EXERCISE DETAILS: With the first line as the start and the line containing "let mut out: Vec<String>" as the end, write out every line of the records exactly.

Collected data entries
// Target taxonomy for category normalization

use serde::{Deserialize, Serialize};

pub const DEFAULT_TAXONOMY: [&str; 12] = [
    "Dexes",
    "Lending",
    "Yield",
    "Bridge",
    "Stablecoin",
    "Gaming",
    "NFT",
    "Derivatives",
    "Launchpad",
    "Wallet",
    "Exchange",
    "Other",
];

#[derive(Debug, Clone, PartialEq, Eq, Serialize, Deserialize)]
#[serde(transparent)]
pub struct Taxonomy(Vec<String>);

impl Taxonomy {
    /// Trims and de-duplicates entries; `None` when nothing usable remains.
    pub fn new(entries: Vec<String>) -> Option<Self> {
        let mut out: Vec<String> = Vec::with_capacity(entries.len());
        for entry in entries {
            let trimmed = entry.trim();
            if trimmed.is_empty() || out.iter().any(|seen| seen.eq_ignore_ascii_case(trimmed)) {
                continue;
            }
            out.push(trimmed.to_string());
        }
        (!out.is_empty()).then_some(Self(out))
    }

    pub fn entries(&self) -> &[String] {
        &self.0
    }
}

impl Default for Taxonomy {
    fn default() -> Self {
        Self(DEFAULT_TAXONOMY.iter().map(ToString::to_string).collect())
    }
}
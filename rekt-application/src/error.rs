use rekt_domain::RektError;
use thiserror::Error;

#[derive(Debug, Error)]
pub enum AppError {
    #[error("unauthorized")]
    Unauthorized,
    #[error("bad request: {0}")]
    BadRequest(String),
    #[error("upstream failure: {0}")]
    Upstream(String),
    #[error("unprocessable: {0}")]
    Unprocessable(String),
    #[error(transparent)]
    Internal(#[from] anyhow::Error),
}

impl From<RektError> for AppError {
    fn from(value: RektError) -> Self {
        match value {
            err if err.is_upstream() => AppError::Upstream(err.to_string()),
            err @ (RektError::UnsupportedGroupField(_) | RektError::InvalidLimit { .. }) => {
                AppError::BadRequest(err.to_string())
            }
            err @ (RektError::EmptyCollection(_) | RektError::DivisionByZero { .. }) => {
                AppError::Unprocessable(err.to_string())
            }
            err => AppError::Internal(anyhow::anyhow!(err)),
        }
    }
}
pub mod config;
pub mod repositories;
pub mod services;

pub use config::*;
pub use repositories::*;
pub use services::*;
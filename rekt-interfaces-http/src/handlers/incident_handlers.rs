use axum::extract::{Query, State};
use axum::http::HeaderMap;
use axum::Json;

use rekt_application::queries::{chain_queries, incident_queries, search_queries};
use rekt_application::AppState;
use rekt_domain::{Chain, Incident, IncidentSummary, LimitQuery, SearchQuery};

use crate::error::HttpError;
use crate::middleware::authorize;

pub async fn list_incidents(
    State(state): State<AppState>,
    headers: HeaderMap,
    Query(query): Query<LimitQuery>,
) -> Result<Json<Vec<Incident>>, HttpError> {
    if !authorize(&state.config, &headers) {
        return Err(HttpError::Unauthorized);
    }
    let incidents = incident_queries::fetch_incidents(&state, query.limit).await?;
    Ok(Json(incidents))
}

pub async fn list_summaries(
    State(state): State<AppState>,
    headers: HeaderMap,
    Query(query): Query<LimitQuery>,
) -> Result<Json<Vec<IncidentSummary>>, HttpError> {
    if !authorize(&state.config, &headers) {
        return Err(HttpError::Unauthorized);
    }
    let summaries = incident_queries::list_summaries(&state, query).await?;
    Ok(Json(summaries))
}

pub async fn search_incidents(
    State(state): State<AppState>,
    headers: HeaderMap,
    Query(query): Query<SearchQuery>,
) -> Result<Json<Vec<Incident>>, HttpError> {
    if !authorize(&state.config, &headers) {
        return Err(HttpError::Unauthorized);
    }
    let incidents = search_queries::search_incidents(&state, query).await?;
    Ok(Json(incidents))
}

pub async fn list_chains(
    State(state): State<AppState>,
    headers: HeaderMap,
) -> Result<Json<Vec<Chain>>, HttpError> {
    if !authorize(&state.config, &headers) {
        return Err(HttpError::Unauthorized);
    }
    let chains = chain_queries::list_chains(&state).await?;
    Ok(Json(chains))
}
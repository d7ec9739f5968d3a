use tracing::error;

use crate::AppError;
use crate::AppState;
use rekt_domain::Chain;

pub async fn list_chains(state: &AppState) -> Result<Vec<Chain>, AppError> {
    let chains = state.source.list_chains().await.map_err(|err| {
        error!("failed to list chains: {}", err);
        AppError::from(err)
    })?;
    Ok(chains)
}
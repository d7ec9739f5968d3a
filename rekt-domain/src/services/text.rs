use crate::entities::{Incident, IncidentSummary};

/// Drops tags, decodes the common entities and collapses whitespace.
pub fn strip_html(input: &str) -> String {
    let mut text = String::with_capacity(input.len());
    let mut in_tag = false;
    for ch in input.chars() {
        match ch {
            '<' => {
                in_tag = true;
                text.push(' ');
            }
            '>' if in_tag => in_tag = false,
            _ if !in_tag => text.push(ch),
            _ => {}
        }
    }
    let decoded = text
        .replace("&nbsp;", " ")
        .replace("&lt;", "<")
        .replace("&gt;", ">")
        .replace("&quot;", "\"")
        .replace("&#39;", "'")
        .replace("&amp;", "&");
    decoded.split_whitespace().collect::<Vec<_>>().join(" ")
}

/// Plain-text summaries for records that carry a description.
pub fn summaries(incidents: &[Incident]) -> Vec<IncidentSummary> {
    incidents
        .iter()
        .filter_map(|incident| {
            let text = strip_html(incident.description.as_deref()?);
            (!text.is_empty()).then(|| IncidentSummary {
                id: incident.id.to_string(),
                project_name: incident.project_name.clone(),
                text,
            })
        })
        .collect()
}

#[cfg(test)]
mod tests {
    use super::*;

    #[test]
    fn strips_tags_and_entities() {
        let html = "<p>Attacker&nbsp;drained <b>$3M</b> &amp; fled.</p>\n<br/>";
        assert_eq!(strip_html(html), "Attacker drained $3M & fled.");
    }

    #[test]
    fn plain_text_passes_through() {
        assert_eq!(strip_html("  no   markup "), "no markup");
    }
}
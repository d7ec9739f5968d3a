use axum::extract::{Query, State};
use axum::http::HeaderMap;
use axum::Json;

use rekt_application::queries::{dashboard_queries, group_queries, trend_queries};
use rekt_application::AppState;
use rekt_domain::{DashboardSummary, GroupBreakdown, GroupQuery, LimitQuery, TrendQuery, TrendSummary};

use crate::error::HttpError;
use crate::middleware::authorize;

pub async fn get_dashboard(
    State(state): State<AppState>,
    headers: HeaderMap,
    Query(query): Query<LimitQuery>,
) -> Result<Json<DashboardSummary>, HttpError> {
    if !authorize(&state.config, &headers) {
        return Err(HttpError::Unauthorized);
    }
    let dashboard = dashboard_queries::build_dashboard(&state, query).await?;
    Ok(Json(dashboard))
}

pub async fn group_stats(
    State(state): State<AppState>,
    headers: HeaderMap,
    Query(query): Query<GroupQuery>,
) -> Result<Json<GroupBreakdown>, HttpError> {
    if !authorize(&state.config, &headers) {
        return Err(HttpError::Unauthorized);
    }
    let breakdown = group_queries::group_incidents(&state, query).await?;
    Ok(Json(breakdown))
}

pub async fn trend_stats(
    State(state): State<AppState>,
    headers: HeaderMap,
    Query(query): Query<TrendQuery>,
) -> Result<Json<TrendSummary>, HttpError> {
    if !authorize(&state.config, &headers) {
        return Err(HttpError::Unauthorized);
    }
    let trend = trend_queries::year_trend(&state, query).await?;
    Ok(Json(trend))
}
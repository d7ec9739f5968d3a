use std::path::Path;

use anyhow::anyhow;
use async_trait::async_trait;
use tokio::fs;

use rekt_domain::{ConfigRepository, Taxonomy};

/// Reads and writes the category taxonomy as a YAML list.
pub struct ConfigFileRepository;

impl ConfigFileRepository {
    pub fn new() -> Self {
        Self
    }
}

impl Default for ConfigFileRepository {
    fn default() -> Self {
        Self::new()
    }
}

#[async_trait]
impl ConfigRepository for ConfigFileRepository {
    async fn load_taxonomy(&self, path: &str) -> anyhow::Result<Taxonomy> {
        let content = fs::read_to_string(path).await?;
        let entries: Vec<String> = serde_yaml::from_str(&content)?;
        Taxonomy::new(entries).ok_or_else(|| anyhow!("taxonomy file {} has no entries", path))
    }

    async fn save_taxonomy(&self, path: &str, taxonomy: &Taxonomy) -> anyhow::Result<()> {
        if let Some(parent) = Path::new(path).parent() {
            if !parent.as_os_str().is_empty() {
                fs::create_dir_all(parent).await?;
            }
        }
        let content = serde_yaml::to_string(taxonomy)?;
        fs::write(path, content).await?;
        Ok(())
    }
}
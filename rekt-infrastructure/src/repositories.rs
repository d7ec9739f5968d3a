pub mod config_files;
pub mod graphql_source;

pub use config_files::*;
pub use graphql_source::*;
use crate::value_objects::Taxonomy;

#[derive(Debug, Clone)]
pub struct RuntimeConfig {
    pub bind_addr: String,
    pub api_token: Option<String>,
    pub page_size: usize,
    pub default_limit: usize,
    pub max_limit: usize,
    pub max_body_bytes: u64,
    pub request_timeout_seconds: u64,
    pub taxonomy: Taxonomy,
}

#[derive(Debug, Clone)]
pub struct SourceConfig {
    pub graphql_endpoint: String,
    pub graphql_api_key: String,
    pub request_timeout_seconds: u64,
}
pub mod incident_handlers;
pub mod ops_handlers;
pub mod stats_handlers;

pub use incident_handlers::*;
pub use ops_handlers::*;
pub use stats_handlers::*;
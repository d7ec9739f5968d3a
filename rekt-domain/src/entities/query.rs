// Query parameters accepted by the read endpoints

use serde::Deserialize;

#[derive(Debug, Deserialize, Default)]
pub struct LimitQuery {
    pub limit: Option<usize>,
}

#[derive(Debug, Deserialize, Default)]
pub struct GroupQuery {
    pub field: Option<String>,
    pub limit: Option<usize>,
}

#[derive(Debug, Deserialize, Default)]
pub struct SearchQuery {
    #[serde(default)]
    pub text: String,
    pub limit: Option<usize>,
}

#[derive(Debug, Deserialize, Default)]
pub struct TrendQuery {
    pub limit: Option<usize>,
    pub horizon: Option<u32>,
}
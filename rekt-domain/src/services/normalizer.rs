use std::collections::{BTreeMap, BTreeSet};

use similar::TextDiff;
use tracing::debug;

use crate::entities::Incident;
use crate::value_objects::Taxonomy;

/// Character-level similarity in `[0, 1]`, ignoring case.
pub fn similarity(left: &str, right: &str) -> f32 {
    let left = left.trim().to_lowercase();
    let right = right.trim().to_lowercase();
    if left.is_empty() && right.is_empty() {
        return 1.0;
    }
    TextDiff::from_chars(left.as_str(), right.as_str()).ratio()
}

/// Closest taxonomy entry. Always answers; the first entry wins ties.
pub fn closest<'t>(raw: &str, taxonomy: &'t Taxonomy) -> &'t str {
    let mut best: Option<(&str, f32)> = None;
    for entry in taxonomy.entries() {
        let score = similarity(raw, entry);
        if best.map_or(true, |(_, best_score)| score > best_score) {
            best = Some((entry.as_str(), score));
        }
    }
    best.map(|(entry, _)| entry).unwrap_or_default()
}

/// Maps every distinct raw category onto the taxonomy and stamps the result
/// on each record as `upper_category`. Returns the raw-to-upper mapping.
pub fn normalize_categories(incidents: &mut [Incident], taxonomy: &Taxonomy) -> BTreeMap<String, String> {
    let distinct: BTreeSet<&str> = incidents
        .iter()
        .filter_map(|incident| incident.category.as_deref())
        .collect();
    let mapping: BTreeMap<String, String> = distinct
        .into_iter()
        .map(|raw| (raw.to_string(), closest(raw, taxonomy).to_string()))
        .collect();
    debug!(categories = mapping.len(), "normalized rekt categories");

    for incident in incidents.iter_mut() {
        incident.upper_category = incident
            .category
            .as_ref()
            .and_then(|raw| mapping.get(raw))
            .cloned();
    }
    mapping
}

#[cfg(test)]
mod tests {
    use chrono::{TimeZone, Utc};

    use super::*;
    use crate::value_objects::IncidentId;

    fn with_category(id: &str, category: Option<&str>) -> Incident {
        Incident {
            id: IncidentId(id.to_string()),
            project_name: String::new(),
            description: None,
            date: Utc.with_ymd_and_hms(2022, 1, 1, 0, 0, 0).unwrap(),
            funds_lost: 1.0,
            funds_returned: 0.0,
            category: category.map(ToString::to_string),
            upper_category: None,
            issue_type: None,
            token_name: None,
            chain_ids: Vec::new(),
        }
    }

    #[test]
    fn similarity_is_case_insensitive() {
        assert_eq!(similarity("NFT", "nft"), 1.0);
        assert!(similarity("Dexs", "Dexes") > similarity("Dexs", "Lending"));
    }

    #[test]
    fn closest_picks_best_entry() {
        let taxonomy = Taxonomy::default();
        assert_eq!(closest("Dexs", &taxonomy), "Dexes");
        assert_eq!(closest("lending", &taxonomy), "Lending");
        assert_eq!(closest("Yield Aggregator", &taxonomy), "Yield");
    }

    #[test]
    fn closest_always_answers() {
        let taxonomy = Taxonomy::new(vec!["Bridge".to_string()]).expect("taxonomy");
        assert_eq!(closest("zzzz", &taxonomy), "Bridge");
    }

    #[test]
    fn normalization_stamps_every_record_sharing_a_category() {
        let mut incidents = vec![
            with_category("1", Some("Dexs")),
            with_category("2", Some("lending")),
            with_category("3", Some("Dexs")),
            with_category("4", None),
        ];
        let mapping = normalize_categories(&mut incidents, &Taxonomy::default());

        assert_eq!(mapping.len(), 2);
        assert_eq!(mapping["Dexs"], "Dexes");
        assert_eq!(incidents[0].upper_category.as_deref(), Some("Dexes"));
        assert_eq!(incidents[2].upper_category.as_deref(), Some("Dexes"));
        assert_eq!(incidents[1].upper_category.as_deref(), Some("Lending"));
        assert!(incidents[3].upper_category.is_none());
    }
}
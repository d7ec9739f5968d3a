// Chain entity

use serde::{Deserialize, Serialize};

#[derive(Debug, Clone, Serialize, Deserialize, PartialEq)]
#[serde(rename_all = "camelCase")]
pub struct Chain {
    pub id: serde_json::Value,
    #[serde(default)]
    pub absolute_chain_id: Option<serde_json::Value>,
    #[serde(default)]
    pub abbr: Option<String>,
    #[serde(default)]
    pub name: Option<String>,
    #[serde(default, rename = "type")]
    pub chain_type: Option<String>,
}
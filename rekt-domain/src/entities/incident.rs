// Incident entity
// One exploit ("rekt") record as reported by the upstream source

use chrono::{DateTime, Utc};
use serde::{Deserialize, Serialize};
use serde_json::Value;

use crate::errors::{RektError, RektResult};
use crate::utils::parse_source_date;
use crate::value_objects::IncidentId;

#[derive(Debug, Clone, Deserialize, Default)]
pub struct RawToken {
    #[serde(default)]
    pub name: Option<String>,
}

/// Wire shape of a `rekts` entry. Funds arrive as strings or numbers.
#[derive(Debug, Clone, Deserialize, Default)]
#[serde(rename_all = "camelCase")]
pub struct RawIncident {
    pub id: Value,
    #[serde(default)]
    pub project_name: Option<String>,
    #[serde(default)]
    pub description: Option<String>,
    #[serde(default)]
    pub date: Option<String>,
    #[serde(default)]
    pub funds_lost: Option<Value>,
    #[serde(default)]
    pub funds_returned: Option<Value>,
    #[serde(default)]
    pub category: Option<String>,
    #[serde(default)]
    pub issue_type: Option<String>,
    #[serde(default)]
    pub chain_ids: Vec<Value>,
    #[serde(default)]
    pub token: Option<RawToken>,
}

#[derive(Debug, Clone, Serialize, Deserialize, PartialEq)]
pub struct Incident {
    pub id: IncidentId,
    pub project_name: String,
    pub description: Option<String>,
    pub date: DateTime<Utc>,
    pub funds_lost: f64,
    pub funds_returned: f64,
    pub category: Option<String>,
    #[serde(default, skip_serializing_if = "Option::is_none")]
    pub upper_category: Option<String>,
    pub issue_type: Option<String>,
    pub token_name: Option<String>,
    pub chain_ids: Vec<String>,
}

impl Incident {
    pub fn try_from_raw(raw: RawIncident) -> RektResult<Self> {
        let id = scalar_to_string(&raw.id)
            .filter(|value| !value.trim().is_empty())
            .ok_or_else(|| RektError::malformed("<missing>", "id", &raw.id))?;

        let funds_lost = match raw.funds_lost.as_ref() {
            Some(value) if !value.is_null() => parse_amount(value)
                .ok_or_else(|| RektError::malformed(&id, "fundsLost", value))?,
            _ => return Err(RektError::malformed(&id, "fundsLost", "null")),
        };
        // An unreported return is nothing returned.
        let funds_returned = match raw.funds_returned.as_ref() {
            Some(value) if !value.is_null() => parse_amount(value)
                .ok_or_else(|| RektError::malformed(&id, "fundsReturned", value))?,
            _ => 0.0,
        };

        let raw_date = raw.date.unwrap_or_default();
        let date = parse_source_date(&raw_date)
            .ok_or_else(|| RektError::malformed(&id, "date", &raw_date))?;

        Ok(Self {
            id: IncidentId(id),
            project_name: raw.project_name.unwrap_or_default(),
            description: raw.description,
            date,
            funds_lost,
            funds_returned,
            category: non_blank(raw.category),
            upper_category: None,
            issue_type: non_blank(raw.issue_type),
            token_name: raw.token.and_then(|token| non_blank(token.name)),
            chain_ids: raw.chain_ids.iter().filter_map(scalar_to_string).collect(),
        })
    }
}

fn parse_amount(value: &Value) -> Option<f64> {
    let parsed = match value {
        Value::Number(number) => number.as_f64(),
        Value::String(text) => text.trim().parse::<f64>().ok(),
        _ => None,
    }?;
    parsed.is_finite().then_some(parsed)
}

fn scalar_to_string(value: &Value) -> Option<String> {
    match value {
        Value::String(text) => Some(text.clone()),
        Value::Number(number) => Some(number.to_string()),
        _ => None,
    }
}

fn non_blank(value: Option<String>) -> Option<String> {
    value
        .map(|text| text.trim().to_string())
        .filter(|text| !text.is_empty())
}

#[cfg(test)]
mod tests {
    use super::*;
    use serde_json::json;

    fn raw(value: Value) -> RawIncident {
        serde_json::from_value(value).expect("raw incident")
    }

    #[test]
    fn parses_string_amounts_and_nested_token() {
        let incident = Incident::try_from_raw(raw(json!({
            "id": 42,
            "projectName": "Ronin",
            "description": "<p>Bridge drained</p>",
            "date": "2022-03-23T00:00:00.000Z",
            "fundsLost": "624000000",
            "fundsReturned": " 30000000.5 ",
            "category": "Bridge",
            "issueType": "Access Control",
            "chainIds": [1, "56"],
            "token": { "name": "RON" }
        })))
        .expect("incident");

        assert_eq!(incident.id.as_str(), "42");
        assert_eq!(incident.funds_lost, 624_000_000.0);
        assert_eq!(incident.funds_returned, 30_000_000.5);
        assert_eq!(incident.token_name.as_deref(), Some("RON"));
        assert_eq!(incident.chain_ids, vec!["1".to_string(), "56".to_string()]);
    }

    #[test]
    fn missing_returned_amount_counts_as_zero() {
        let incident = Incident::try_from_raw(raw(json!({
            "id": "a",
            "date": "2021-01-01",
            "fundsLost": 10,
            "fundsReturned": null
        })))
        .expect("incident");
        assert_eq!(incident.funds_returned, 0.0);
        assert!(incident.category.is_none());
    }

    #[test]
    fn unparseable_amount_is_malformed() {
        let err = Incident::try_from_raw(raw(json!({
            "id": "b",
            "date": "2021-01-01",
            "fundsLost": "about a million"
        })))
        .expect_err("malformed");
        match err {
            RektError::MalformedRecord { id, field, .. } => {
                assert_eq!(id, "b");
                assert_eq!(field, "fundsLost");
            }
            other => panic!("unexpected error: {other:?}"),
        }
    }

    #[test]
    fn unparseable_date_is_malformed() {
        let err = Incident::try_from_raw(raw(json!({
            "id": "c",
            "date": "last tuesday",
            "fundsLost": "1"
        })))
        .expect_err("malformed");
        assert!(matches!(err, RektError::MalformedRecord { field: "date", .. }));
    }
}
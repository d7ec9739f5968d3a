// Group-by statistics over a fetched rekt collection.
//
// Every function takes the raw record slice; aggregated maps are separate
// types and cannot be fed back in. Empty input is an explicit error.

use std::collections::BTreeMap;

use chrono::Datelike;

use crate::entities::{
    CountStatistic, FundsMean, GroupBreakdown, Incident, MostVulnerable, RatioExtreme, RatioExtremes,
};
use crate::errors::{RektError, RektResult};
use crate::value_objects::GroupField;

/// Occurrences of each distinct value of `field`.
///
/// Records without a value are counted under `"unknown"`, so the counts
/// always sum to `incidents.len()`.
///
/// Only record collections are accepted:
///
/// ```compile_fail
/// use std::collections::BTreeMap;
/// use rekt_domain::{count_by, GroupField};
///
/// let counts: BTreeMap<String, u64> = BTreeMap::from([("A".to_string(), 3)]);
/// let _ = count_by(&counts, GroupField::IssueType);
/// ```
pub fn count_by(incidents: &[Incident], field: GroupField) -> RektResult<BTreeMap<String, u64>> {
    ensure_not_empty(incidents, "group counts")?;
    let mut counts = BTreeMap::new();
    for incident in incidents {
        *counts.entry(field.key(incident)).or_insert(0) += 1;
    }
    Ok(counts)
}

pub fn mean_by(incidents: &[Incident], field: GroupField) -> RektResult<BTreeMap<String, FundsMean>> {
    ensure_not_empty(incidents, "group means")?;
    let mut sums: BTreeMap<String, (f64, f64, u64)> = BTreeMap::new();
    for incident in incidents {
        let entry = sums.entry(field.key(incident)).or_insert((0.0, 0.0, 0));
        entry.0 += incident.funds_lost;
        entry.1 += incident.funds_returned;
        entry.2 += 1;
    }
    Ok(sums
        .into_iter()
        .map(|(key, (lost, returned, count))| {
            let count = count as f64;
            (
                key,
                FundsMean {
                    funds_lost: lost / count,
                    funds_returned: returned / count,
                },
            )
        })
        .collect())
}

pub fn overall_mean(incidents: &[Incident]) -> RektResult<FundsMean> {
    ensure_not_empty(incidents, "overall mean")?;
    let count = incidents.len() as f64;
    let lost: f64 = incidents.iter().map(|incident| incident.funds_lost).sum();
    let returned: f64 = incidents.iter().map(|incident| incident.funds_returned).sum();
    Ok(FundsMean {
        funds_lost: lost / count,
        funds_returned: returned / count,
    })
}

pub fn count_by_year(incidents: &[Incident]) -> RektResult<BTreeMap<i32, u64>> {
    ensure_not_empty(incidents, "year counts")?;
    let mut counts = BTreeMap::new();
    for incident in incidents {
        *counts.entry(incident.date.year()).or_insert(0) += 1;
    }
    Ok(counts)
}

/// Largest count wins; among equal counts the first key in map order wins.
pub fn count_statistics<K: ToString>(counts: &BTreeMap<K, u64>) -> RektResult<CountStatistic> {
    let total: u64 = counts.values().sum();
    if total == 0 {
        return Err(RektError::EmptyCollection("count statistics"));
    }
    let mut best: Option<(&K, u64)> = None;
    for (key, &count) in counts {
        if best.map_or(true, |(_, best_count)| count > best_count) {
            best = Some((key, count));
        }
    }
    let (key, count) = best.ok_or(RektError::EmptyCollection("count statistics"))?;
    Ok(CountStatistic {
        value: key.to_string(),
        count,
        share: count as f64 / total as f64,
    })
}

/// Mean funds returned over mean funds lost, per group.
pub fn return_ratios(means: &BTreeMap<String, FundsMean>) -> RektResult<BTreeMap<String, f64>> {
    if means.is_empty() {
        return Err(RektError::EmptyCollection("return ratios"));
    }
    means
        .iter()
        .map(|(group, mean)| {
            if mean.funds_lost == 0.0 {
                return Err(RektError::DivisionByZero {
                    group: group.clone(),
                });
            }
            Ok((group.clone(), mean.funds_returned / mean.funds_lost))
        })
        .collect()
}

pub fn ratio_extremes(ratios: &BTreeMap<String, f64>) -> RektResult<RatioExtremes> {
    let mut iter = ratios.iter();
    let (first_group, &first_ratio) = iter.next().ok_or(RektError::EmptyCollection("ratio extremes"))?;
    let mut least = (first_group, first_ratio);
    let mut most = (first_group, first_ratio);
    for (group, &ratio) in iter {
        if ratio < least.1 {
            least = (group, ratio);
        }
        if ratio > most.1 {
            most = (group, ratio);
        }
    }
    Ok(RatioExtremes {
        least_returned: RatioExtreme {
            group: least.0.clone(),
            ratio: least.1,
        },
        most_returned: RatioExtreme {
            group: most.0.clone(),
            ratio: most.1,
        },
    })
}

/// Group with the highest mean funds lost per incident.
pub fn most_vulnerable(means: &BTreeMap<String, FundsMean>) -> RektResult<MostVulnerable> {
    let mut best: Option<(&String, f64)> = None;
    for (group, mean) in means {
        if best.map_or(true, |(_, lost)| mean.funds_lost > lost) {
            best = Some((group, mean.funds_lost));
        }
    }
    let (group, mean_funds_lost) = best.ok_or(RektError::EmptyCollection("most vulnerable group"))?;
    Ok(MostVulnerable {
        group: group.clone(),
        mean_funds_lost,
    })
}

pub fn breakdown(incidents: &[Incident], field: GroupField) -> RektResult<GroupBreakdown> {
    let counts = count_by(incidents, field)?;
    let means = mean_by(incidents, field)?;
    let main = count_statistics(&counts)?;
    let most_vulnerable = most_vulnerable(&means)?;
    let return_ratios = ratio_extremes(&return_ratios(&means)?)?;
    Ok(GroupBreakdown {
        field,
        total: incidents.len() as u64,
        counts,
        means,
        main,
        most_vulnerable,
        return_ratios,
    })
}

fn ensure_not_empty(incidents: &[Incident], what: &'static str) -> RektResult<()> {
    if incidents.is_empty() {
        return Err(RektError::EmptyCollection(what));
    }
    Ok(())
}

TASK OUTPUT:
// Target taxonomy for category normalization

use serde::{Deserialize, Serialize};

pub const DEFAULT_TAXONOMY: [&str; 12] = [
    "Dexes",
    "Lending",
    "Yield",
    "Bridge",
    "Stablecoin",
    "Gaming",
    "NFT",
    "Derivatives",
    "Launchpad",
    "Wallet",
    "Exchange",
    "Other",
];

#[derive(Debug, Clone, PartialEq, Eq, Serialize, Deserialize)]
#[serde(transparent)]
pub struct Taxonomy(Vec<String>);

impl Taxonomy {
    /// Trims and de-duplicates entries; `None` when nothing usable remains.
    pub fn new(entries: Vec<String>) -> Option<Self> {
        let mut out: Vec<String> = Vec::with_capacity(entries.len());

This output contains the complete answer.